In any case, the first thing to understand about these casting professionals is that they look at a LOT of photos. One told me that for a standard smaller film role, looking for, say, a 22 year old female, they might get 7,000 submissions. Another told me from his experience on network TV, for a minor guest star role, there would be between 1,500-3,000 actors vying for the slot.
The method through which most casting in Los Angeles works involves a complex series of events, but almost everybody at one point ends up using one of the online casting services, and eventually using the physical headshot artifacts themselves. Very briefly, for example, a TV show would send a script to Breakdown Services (which everyone uses); Breakdown will pull all speaking parts, make a description, and send it back to the casting agency for approval. Once approved, the descriptions get posted online, and they wait for the applicants to pour in.

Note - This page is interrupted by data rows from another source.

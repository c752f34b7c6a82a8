//! The restore-engine input contract: the option bundle forwarded from
//! the host, the per-project summary shape, and the default engine that
//! persists each restorable project's dependency-graph spec.

use std::path::PathBuf;

use pakket_log::{EventSource, Importance, MessageEvent};
use pakket_util::strings;

use crate::error::EngineError;
use crate::spec::GraphSpec;

/// Flags the restore engine honors, forwarded from the host process as a
/// `key=value;` property string.
#[derive(Debug, Clone, Copy, Default, PartialEq, Eq)]
pub struct RestoreOptions {
    pub disable_parallel: bool,
    pub force: bool,
    pub force_evaluate: bool,
    pub hide_warnings_and_errors: bool,
    pub ignore_failed_sources: bool,
    pub interactive: bool,
    pub no_cache: bool,
    pub recursive: bool,
}

impl RestoreOptions {
    /// Encode as a `key=value;` property string for the worker command
    /// line.
    pub fn to_properties(self) -> String {
        format!(
            "DisableParallel={};Force={};ForceEvaluate={};HideWarningsAndErrors={};\
             IgnoreFailedSources={};Interactive={};NoCache={};Recursive={}",
            self.disable_parallel,
            self.force,
            self.force_evaluate,
            self.hide_warnings_and_errors,
            self.ignore_failed_sources,
            self.interactive,
            self.no_cache,
            self.recursive,
        )
    }

    /// Decode a `key=value;` property string. Unknown keys are ignored;
    /// absent keys default to `false`.
    pub fn from_properties(value: &str) -> Self {
        let mut options = RestoreOptions::default();
        for pair in strings::split_delimited(value) {
            let Some((key, value)) = pair.split_once('=') else {
                continue;
            };
            let enabled = strings::is_true(value, false);
            match key.trim().to_ascii_lowercase().as_str() {
                "disableparallel" => options.disable_parallel = enabled,
                "force" => options.force = enabled,
                "forceevaluate" => options.force_evaluate = enabled,
                "hidewarningsanderrors" => options.hide_warnings_and_errors = enabled,
                "ignorefailedsources" => options.ignore_failed_sources = enabled,
                "interactive" => options.interactive = enabled,
                "nocache" => options.no_cache = enabled,
                "recursive" => options.recursive = enabled,
                _ => {}
            }
        }
        options
    }
}

/// The outcome of restoring one project.
#[derive(Debug, Clone, PartialEq, Eq)]
pub struct RestoreSummary {
    pub project: PathBuf,
    pub success: bool,
}

/// The seam the downstream resolver plugs into: consumes the frozen
/// aggregate, returns one summary per restorable project.
pub trait RestoreEngine: Send + Sync {
    /// Restore every project on the aggregate's direct-restore list.
    ///
    /// # Errors
    /// Returns an error only when the engine itself breaks; a failed
    /// project restore is reported through its summary.
    fn restore(
        &self,
        graph: &GraphSpec,
        options: &RestoreOptions,
        events: &EventSource,
    ) -> Result<Vec<RestoreSummary>, EngineError>;
}

/// The shipped engine: writes each restorable project's dependency-graph
/// spec to `<output>/<name>.dgspec.json` and reports success per
/// project. Network resolution plugs in at the same trait seam.
#[derive(Debug, Default)]
pub struct SpecFileWriter;

impl RestoreEngine for SpecFileWriter {
    fn restore(
        &self,
        graph: &GraphSpec,
        options: &RestoreOptions,
        events: &EventSource,
    ) -> Result<Vec<RestoreSummary>, EngineError> {
        let encoded =
            serde_json::to_string_pretty(graph).map_err(|source| EngineError::EncodeSpec { source })?;

        let mut summaries = Vec::with_capacity(graph.restore().len());
        for path in graph.restore() {
            let Some(spec) = graph.project(path) else {
                summaries.push(RestoreSummary {
                    project: path.clone(),
                    success: false,
                });
                continue;
            };

            let output = spec.restore_metadata.output_path.clone();
            std::fs::create_dir_all(&output).map_err(|source| EngineError::WriteSpec {
                path: output.display().to_string(),
                source,
            })?;
            let file = output.join(format!("{}.dgspec.json", spec.name));
            std::fs::write(&file, &encoded).map_err(|source| EngineError::WriteSpec {
                path: file.display().to_string(),
                source,
            })?;

            if !options.hide_warnings_and_errors {
                events.raise_message(MessageEvent::new(
                    Importance::Normal,
                    format!("Wrote dependency graph spec to {}", file.display()),
                ));
            }
            summaries.push(RestoreSummary {
                project: path.clone(),
                success: true,
            });
        }

        Ok(summaries)
    }
}
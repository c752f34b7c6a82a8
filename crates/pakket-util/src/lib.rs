#![forbid(unsafe_code)]
//! String, path, and version utilities for pakket.

pub mod error;
pub mod paths;
pub mod strings;
pub mod version;

pub use error::UtilError;
pub use version::{Version, VersionRange};
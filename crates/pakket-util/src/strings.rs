//! Delimited property-value handling.
//!
//! Build-definition properties carry lists as single `;`-delimited strings.
//! These helpers split, test, and aggregate such values the way the rest of
//! the pipeline expects: whitespace-trimmed, empties dropped.

/// The keyword that, when present in an explicit source or fallback-folder
/// list, means "use an empty list" instead of falling through to defaults.
pub const CLEAR_KEYWORD: &str = "clear";

/// Split a `;`-delimited property value, trimming entries and dropping
/// empty ones.
pub fn split_delimited(value: &str) -> Vec<String> {
    value
        .split(';')
        .map(str::trim)
        .filter(|part| !part.is_empty())
        .map(ToOwned::to_owned)
        .collect()
}

/// Whether a property value means `true` (case-insensitive).
///
/// Blank values fall back to `default`.
pub fn is_true(value: &str, default: bool) -> bool {
    if value.trim().is_empty() {
        default
    } else {
        value.trim().eq_ignore_ascii_case("true")
    }
}

/// Whether a list contains the `clear` keyword (case-insensitive).
pub fn contains_clear_keyword(values: &[String]) -> bool {
    values
        .iter()
        .any(|value| value.eq_ignore_ascii_case(CLEAR_KEYWORD))
}

/// Aggregate additional per-project values, subtracting an excludes list.
///
/// Order is preserved and duplicates are dropped; exclusion is
/// case-insensitive to match how the values are compared elsewhere.
pub fn aggregate_values(values: &[String], excludes: &[String]) -> Vec<String> {
    let mut result: Vec<String> = Vec::with_capacity(values.len());

    for value in values {
        let excluded = excludes.iter().any(|e| e.eq_ignore_ascii_case(value));
        let duplicate = result.iter().any(|r| r.eq_ignore_ascii_case(value));
        if !excluded && !duplicate {
            result.push(value.clone());
        }
    }

    result
}

#[cfg(test)]
#[allow(clippy::unwrap_used)]
mod tests {
    use super::*;

    #[test]
    fn split_trims_and_drops_empties() {
        assert_eq!(
            split_delimited(" a ; ;b;; c"),
            vec!["a".to_owned(), "b".to_owned(), "c".to_owned()]
        );
    }

    #[test]
    fn split_empty_value() {
        assert!(split_delimited("").is_empty());
        assert!(split_delimited(" ; ; ").is_empty());
    }

    #[test]
    fn is_true_cases() {
        assert!(is_true("true", false));
        assert!(is_true("TRUE", false));
        assert!(!is_true("false", true));
        assert!(!is_true("yes", false));
        assert!(is_true("", true));
        assert!(!is_true("  ", false));
    }

    #[test]
    fn clear_keyword_detection() {
        assert!(contains_clear_keyword(&["Clear".to_owned()]));
        assert!(contains_clear_keyword(&[
            "https://a".to_owned(),
            "clear".to_owned()
        ]));
        assert!(!contains_clear_keyword(&["clearly-not".to_owned()]));
        assert!(!contains_clear_keyword(&[]));
    }

    #[test]
    fn aggregate_subtracts_excludes() {
        let values = vec!["a".to_owned(), "b".to_owned(), "c".to_owned()];
        let excludes = vec!["B".to_owned()];
        assert_eq!(
            aggregate_values(&values, &excludes),
            vec!["a".to_owned(), "c".to_owned()]
        );
    }

    #[test]
    fn aggregate_drops_duplicates() {
        let values = vec!["a".to_owned(), "A".to_owned(), "a".to_owned()];
        assert_eq!(aggregate_values(&values, &[]), vec!["a".to_owned()]);
    }
}
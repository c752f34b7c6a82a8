//! Solution-file expansion.
//!
//! A solution names a set of member projects. At graph-construction time
//! each build-format member becomes its own entry point; non-project
//! entries (solution folders, site references) are skipped.

use std::path::{Path, PathBuf};

use pakket_util::paths;

use crate::error::ProjectError;

/// File extension identifying a solution.
pub const SOLUTION_EXTENSION: &str = "sln";

/// Whether a path names a solution file.
pub fn is_solution(path: &Path) -> bool {
    path.extension()
        .and_then(|e| e.to_str())
        .is_some_and(|e| e.eq_ignore_ascii_case(SOLUTION_EXTENSION))
}

/// Parse a solution file and return the absolute paths of its
/// build-format member projects, in declaration order.
///
/// Member entries look like:
/// `Project("{GUID}") = "name", "relative\path\app.proj", "{GUID}"`.
/// Entries whose path does not end in a `proj` extension are not build
/// definitions and are skipped.
///
/// # Errors
/// Returns an error if the file cannot be read or a `Project(` entry is
/// malformed.
pub fn expand_solution(path: &Path) -> Result<Vec<PathBuf>, ProjectError> {
    let content = std::fs::read_to_string(path).map_err(|source| ProjectError::Read {
        path: path.display().to_string(),
        source,
    })?;

    let base = path.parent().unwrap_or(Path::new("."));
    let mut projects = Vec::new();

    for line in content.lines() {
        let trimmed = line.trim();
        if !trimmed.starts_with("Project(") {
            continue;
        }

        let relative = project_entry_path(trimmed).ok_or_else(|| {
            ProjectError::InvalidSolutionEntry {
                path: path.display().to_string(),
                line: trimmed.to_owned(),
            }
        })?;

        if !is_build_format(&relative) {
            continue;
        }

        // Solution files carry backslash separators regardless of host.
        let normalized = relative.replace('\\', "/");
        projects.push(paths::absolutize(base, Path::new(&normalized)));
    }

    Ok(projects)
}

/// Extract the second quoted value (the member path) from a `Project(`
/// entry.
fn project_entry_path(line: &str) -> Option<String> {
    let (_, rhs) = line.split_once('=')?;
    let mut quoted = rhs.split('"').skip(1).step_by(2);
    let _name = quoted.next()?;
    quoted.next().map(ToOwned::to_owned)
}

fn is_build_format(path: &str) -> bool {
    Path::new(path)
        .extension()
        .and_then(|e| e.to_str())
        .is_some_and(|e| e.to_ascii_lowercase().ends_with("proj"))
}
//! In-process diagnostic events and the sink/source plumbing that routes
//! them to subscribed loggers.

use std::sync::{Arc, Mutex};

use crate::message::Importance;

/// A build error raised by evaluation or assembly.
#[derive(Debug, Clone, Default, PartialEq, Eq)]
pub struct ErrorEvent {
    pub subcategory: Option<String>,
    pub code: Option<String>,
    pub help_keyword: Option<String>,
    pub file: Option<String>,
    pub line_number: u32,
    pub column_number: u32,
    pub end_line_number: u32,
    pub end_column_number: u32,
    pub message: String,
    pub project_file: Option<String>,
    pub sender_name: Option<String>,
}

impl ErrorEvent {
    /// A bare textual error with no location or code attached.
    pub fn text(message: impl Into<String>) -> Self {
        ErrorEvent {
            message: message.into(),
            ..ErrorEvent::default()
        }
    }
}

/// A build warning. Shares the shape of [`ErrorEvent`]; warnings never
/// fail the build on their own.
#[derive(Debug, Clone, Default, PartialEq, Eq)]
pub struct WarningEvent {
    pub subcategory: Option<String>,
    pub code: Option<String>,
    pub help_keyword: Option<String>,
    pub file: Option<String>,
    pub line_number: u32,
    pub column_number: u32,
    pub end_line_number: u32,
    pub end_column_number: u32,
    pub message: String,
    pub project_file: Option<String>,
    pub sender_name: Option<String>,
}

/// An informational message with a filtering importance.
#[derive(Debug, Clone, PartialEq, Eq)]
pub struct MessageEvent {
    pub message: String,
    pub importance: Importance,
    pub sender_name: Option<String>,
}

impl MessageEvent {
    pub fn new(importance: Importance, message: impl Into<String>) -> Self {
        MessageEvent {
            message: message.into(),
            importance,
            sender_name: None,
        }
    }
}

/// A receiver of diagnostic events. Implementations must tolerate calls
/// from multiple threads.
pub trait EventSink: Send + Sync {
    fn error_raised(&self, event: ErrorEvent);
    fn warning_raised(&self, event: WarningEvent);
    fn message_raised(&self, event: MessageEvent);
}

/// Fans raised events out to every subscribed sink.
#[derive(Default)]
pub struct EventSource {
    sinks: Mutex<Vec<Arc<dyn EventSink>>>,
}

impl EventSource {
    pub fn new() -> Self {
        EventSource::default()
    }

    /// Add a sink. A sink subscribed twice receives each event twice.
    pub fn subscribe(&self, sink: Arc<dyn EventSink>) {
        if let Ok(mut sinks) = self.sinks.lock() {
            sinks.push(sink);
        }
    }

    /// Remove a previously subscribed sink by identity. Removing a sink
    /// that is not subscribed is a no-op.
    pub fn unsubscribe(&self, sink: &Arc<dyn EventSink>) {
        if let Ok(mut sinks) = self.sinks.lock() {
            if let Some(position) = sinks.iter().position(|s| Arc::ptr_eq(s, sink)) {
                sinks.remove(position);
            }
        }
    }

    pub fn raise_error(&self, event: ErrorEvent) {
        if let Ok(sinks) = self.sinks.lock() {
            for sink in sinks.iter() {
                sink.error_raised(event.clone());
            }
        }
    }

    pub fn raise_warning(&self, event: WarningEvent) {
        if let Ok(sinks) = self.sinks.lock() {
            for sink in sinks.iter() {
                sink.warning_raised(event.clone());
            }
        }
    }

    pub fn raise_message(&self, event: MessageEvent) {
        if let Ok(sinks) = self.sinks.lock() {
            for sink in sinks.iter() {
                sink.message_raised(event.clone());
            }
        }
    }
}
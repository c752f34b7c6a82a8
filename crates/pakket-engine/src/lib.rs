#![forbid(unsafe_code)]
//! Graph evaluation and dependency-graph spec assembly: walks the
//! transitive reference graph from a set of entry points, groups
//! multi-targeted nodes, extracts one normalized package spec per
//! project, and freezes the aggregate handed to the restore engine.

pub mod assemble;
pub mod error;
pub mod graph;
pub mod restore;
pub mod spec;

pub use assemble::{assemble, AssemblyContext};
pub use error::EngineError;
pub use graph::{
    evaluate_graph, expand_entry_points, EntryPoint, GraphOptions, ProjectGroup,
    RESTRICTED_BUILD_TARGETS,
};
pub use restore::{RestoreEngine, RestoreOptions, RestoreSummary, SpecFileWriter};
pub use spec::{
    DownloadDependency, FrameworkDependency, GraphSpec, LockProperties, PackageDependency,
    PackageSpec, ProjectReference, ProjectStyle, RestoreMetadata, RuntimeGraph,
    TargetFrameworkInfo, WarningProperties,
};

The next stop is the headshot-intensive one. Casting professionals will scroll through all these hundreds – really even thousands of headshots for each role. Each shot is either passed over entirely, or rated a 1, a 2, or a 3, a ranking of how excited they are about each prospect. And here’s the part that I personally find fascinating – the way they select from all of those thousands of photos. For all the time and energy put in by the actors and the photographers to make each shot perfect, to make it really sing, the initial answer from casting people I spoke to was “I pick based on impulse and instinct.” When I started interviewing casting professionals, I admit I was hoping to hear some hard-and-fast rules, some strongly guiding principles for what they can tell is a good versus bad headshot, but truth be told, instinct is the only way really to do it – when you have to look at 7,000 photos over the course of two days, you can’t spend time really looking at each one; a quick glance and an instinctual response is the only way to pore through all of that data. Because that’s what your headshot is to a casting professional: data that is supposedly indicative of something they need: a good, working actor.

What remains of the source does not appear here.